The Goldman Environmental Prize honors grassroots environmental heroes from the world’s six inhabited continental regions: Africa, Asia, Europe, Islands & Island Nations, North America, and South & Central America. The Prize recognizes individuals for sustained and significant efforts to protect and enhance the natural environment, often at great personal risk. The Goldman Prize views “grassroots” leaders as those involved in local efforts, where positive change is created through community or citizen participation in the issues that affect them. Through recognizing these individual leaders, the Prize seeks to inspire other ordinary people to take extraordinary actions to protect the natural world.
The Prize Recipients
Goldman Prize recipients focus on protecting endangered ecosystems and species, combating destructive development projects, promoting sustainability, influencing environmental policies and striving for environmental justice. Prize recipients are often women and men from isolated villages or inner cities who choose to take great personal risks to safeguard the environment.

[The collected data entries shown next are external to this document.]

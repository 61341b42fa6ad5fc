//! Nonlinear kinetic-inductance resonator models.
//!
//! Both models share the resonance factor
//!
//! ```text
//! s(y) = 1 - amp·e^{jφ} / (1 + 2jy) + amp/2 · (e^{jφ} - 1)
//! ```
//!
//! where the detuning `y` solves `yg = y - a / (1 + 4y²)`, i.e. the cubic
//! `4y³ - 4·yg·y² + y - (yg + a) = 0` with `yg = Qr·(x - fr)/fr`. Above the
//! bifurcation (`a ≈ 0.77`) the cubic has three real roots for some
//! frequencies; the largest one is used.
//!
//! - magnitude model: `(b0 + b1·(x - flin)/flin) · |s|²`
//! - IQ model: `(i0 + j·q0) · e^{-j2π(x - f0)τ} · s`

use std::f64::consts::PI;

use num_complex::Complex64;

use crate::domain::{Curve, ModelKind};
use crate::error::AppError;
use crate::math::largest_real_root;

pub const IQ_PARAM_NAMES: [&str; 9] = ["fr", "Qr", "amp", "phi", "a", "i0", "q0", "tau", "f0"];
pub const MAG_PARAM_NAMES: [&str; 8] = ["fr", "Qr", "amp", "phi", "a", "b0", "b1", "flin"];

/// Parameters of the IQ model.
#[derive(Debug, Clone, Copy, PartialEq)]
pub struct IqParams {
    /// Resonance frequency (Hz).
    pub fr: f64,
    /// Loaded quality factor.
    pub qr: f64,
    /// `Qr / Qc`.
    pub amp: f64,
    /// Impedance-mismatch rotation.
    pub phi: f64,
    /// Nonlinearity.
    pub a: f64,
    pub i0: f64,
    pub q0: f64,
    /// Cable delay (s).
    pub tau: f64,
    /// Reference frequency of the delay phase.
    pub f0: f64,
}

impl IqParams {
    pub fn to_vec(&self) -> Vec<f64> {
        vec![
            self.fr, self.qr, self.amp, self.phi, self.a, self.i0, self.q0, self.tau, self.f0,
        ]
    }

    pub fn from_slice(p: &[f64]) -> Result<Self, AppError> {
        check_len(p, IQ_PARAM_NAMES.len(), "IQ")?;
        Ok(Self {
            fr: p[0],
            qr: p[1],
            amp: p[2],
            phi: p[3],
            a: p[4],
            i0: p[5],
            q0: p[6],
            tau: p[7],
            f0: p[8],
        })
    }
}

/// Parameters of the magnitude model.
#[derive(Debug, Clone, Copy, PartialEq)]
pub struct MagParams {
    pub fr: f64,
    pub qr: f64,
    pub amp: f64,
    pub phi: f64,
    pub a: f64,
    /// Off-resonance level of `|S21|²`.
    pub b0: f64,
    /// Linear gain slope.
    pub b1: f64,
    /// Reference frequency of the gain slope.
    pub flin: f64,
}

impl MagParams {
    pub fn to_vec(&self) -> Vec<f64> {
        vec![
            self.fr, self.qr, self.amp, self.phi, self.a, self.b0, self.b1, self.flin,
        ]
    }

    pub fn from_slice(p: &[f64]) -> Result<Self, AppError> {
        check_len(p, MAG_PARAM_NAMES.len(), "magnitude")?;
        Ok(Self {
            fr: p[0],
            qr: p[1],
            amp: p[2],
            phi: p[3],
            a: p[4],
            b0: p[5],
            b1: p[6],
            flin: p[7],
        })
    }
}

fn check_len(p: &[f64], expected: usize, model: &str) -> Result<(), AppError> {
    if p.len() != expected {
        return Err(AppError::config(format!(
            "The {model} model takes {expected} parameters, got {}.",
            p.len()
        )));
    }
    Ok(())
}

/// Nonlinear detuning `y` at frequency `x`.
///
/// Fails when the cubic has no real root, which only happens for non-finite inputs.
pub fn detuning(x: f64, fr: f64, qr: f64, a: f64) -> Result<f64, AppError> {
    let yg = qr * (x - fr) / fr;
    largest_real_root(4.0, -4.0 * yg, 1.0, -(yg + a)).ok_or_else(|| {
        AppError::numerical(format!(
            "No real detuning root at x={x} (fr={fr}, Qr={qr}, a={a})."
        ))
    })
}

fn resonance_factor(y: f64, amp: f64, phi: f64) -> Complex64 {
    let rot = Complex64::from_polar(1.0, phi);
    let one = Complex64::new(1.0, 0.0);
    one - amp * rot / Complex64::new(1.0, 2.0 * y) + amp / 2.0 * (rot - one)
}

/// Complex S21 of the IQ model at every frequency.
pub fn nonlinear_iq(x: &[f64], params: &IqParams) -> Result<Vec<Complex64>, AppError> {
    let gain = Complex64::new(params.i0, params.q0);
    x.iter()
        .map(|&xi| {
            let y = detuning(xi, params.fr, params.qr, params.a)?;
            let delay = Complex64::from_polar(1.0, -2.0 * PI * (xi - params.f0) * params.tau);
            Ok(gain * delay * resonance_factor(y, params.amp, params.phi))
        })
        .collect()
}

/// `|S21|²` of the magnitude model at every frequency.
pub fn nonlinear_mag(x: &[f64], params: &MagParams) -> Result<Vec<f64>, AppError> {
    x.iter()
        .map(|&xi| {
            let y = detuning(xi, params.fr, params.qr, params.a)?;
            let xlin = (xi - params.flin) / params.flin;
            Ok((params.b0 + params.b1 * xlin) * resonance_factor(y, params.amp, params.phi).norm_sqr())
        })
        .collect()
}

/// A resonator model as seen by the fitter: a real-valued prediction vector
/// that is compared element-wise against a real-valued target.
pub trait ResonatorModel {
    const KIND: ModelKind;
    const PARAM_NAMES: &'static [&'static str];

    /// Real-valued prediction (IQ: all real parts, then all imaginary parts).
    fn predict(x: &[f64], p: &[f64]) -> Result<Vec<f64>, AppError>;

    /// The data in the same layout as `predict`.
    fn target(z: &[Complex64]) -> Vec<f64>;

    /// Model curve in its natural form (complex IQ or real `|S21|²`).
    fn curve(x: &[f64], p: &[f64]) -> Result<Curve, AppError>;
}

pub struct IqModel;

impl ResonatorModel for IqModel {
    const KIND: ModelKind = ModelKind::Iq;
    const PARAM_NAMES: &'static [&'static str] = &IQ_PARAM_NAMES;

    fn predict(x: &[f64], p: &[f64]) -> Result<Vec<f64>, AppError> {
        let z = nonlinear_iq(x, &IqParams::from_slice(p)?)?;
        Ok(stack(&z))
    }

    fn target(z: &[Complex64]) -> Vec<f64> {
        stack(z)
    }

    fn curve(x: &[f64], p: &[f64]) -> Result<Curve, AppError> {
        Ok(Curve::Complex(nonlinear_iq(x, &IqParams::from_slice(p)?)?))
    }
}

pub struct MagModel;

impl ResonatorModel for MagModel {
    const KIND: ModelKind = ModelKind::Magnitude;
    const PARAM_NAMES: &'static [&'static str] = &MAG_PARAM_NAMES;

    fn predict(x: &[f64], p: &[f64]) -> Result<Vec<f64>, AppError> {
        nonlinear_mag(x, &MagParams::from_slice(p)?)
    }

    fn target(z: &[Complex64]) -> Vec<f64> {
        z.iter().map(|v| v.norm_sqr()).collect()
    }

    fn curve(x: &[f64], p: &[f64]) -> Result<Curve, AppError> {
        Ok(Curve::Real(nonlinear_mag(x, &MagParams::from_slice(p)?)?))
    }
}

/// Real parts followed by imaginary parts.
fn stack(z: &[Complex64]) -> Vec<f64> {
    z.iter().map(|v| v.re).chain(z.iter().map(|v| v.im)).collect()
}

#[cfg(test)]
mod tests {
    use super::*;

    fn linear_params() -> IqParams {
        IqParams {
            fr: 3.0e8,
            qr: 2.0e4,
            amp: 0.6,
            phi: 0.0,
            a: 0.0,
            i0: 1.0,
            q0: 0.0,
            tau: 0.0,
            f0: 3.0e8,
        }
    }

    #[test]
    fn linear_dip_depth_matches_coupling() {
        // On resonance with phi = 0 and a = 0: s = 1 - amp.
        let p = linear_params();
        let z = nonlinear_iq(&[p.fr], &p).unwrap();
        assert!((z[0].re - 0.4).abs() < 1e-12);
        assert!(z[0].im.abs() < 1e-12);
    }

    #[test]
    fn far_off_resonance_approaches_unity() {
        let p = linear_params();
        let z = nonlinear_iq(&[p.fr * 1.01], &p).unwrap();
        assert!((z[0].norm() - 1.0).abs() < 1e-3);
    }

    #[test]
    fn magnitude_model_is_squared_iq_magnitude() {
        let iq = IqParams {
            a: 0.4,
            phi: 0.3,
            ..linear_params()
        };
        let mag = MagParams {
            fr: iq.fr,
            qr: iq.qr,
            amp: iq.amp,
            phi: iq.phi,
            a: iq.a,
            b0: 1.0,
            b1: 0.0,
            flin: iq.fr,
        };
        let x: Vec<f64> = (0..21).map(|i| iq.fr + (i as f64 - 10.0) * 2.0e3).collect();
        let z = nonlinear_iq(&x, &iq).unwrap();
        let m = nonlinear_mag(&x, &mag).unwrap();
        for (zi, mi) in z.iter().zip(m.iter()) {
            assert!((zi.norm_sqr() - mi).abs() < 1e-12);
        }
    }

    #[test]
    fn nonlinearity_pulls_dip_to_lower_frequency() {
        // yg = y - a/(1+4y²): on the generator axis the minimum sits below fr.
        let base = linear_params();
        let nl = IqParams { a: 0.5, ..base };
        let x: Vec<f64> = (0..401).map(|i| base.fr + (i as f64 - 200.0) * 100.0).collect();
        let argmin = |z: &[Complex64]| {
            z.iter()
                .enumerate()
                .min_by(|a, b| a.1.norm().partial_cmp(&b.1.norm()).unwrap())
                .unwrap()
                .0
        };
        let lin_min = argmin(&nonlinear_iq(&x, &base).unwrap());
        let nl_min = argmin(&nonlinear_iq(&x, &nl).unwrap());
        assert_eq!(lin_min, 200);
        assert!(nl_min < lin_min);
    }

    #[test]
    fn non_finite_parameters_are_a_numerical_error() {
        let p = IqParams {
            qr: f64::NAN,
            ..linear_params()
        };
        let err = nonlinear_iq(&[3.0e8], &p).unwrap_err();
        assert!(matches!(err, AppError::Numerical(_)));
    }

    #[test]
    fn stacked_prediction_layout() {
        let p = linear_params().to_vec();
        let x = [2.999e8, 3.0e8, 3.001e8];
        let stacked = IqModel::predict(&x, &p).unwrap();
        let z = nonlinear_iq(&x, &IqParams::from_slice(&p).unwrap()).unwrap();
        assert_eq!(stacked.len(), 6);
        assert_eq!(stacked[1], z[1].re);
        assert_eq!(stacked[4], z[1].im);
    }

    #[test]
    fn wrong_parameter_count_is_rejected() {
        assert!(MagModel::predict(&[1.0], &[1.0, 2.0]).is_err());
    }
}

What the Goldman Prize Provides
The Goldman Prize amplifies the voices of these grassroots leaders and provides them with:
- International recognition that enhances their credibility
- Worldwide visibility for the issues they champion
- Financial support to pursue their vision of a renewed and protected environment
Prize Selection and Announcement
The Goldman Environmental Prize recipients are selected by an international jury from confidential nominations submitted by a worldwide group of environmental organizations and individuals. The winners are announced every April to coincide with Earth Day. Prize recipients participate in a 10-day tour of San Francisco and Washington D.C.—highlighted by award ceremonies in San Francisco and Washington D.C.—including media interviews, funder briefings, and meetings with political and environmental leaders.
In addition to a monetary prize, Goldman Prize winners each receive a bronze sculpture called the Ouroboros. Common to many cultures around the world, the Ouroboros, which depicts a serpent biting its tail, is a symbol of nature’s power of renewal.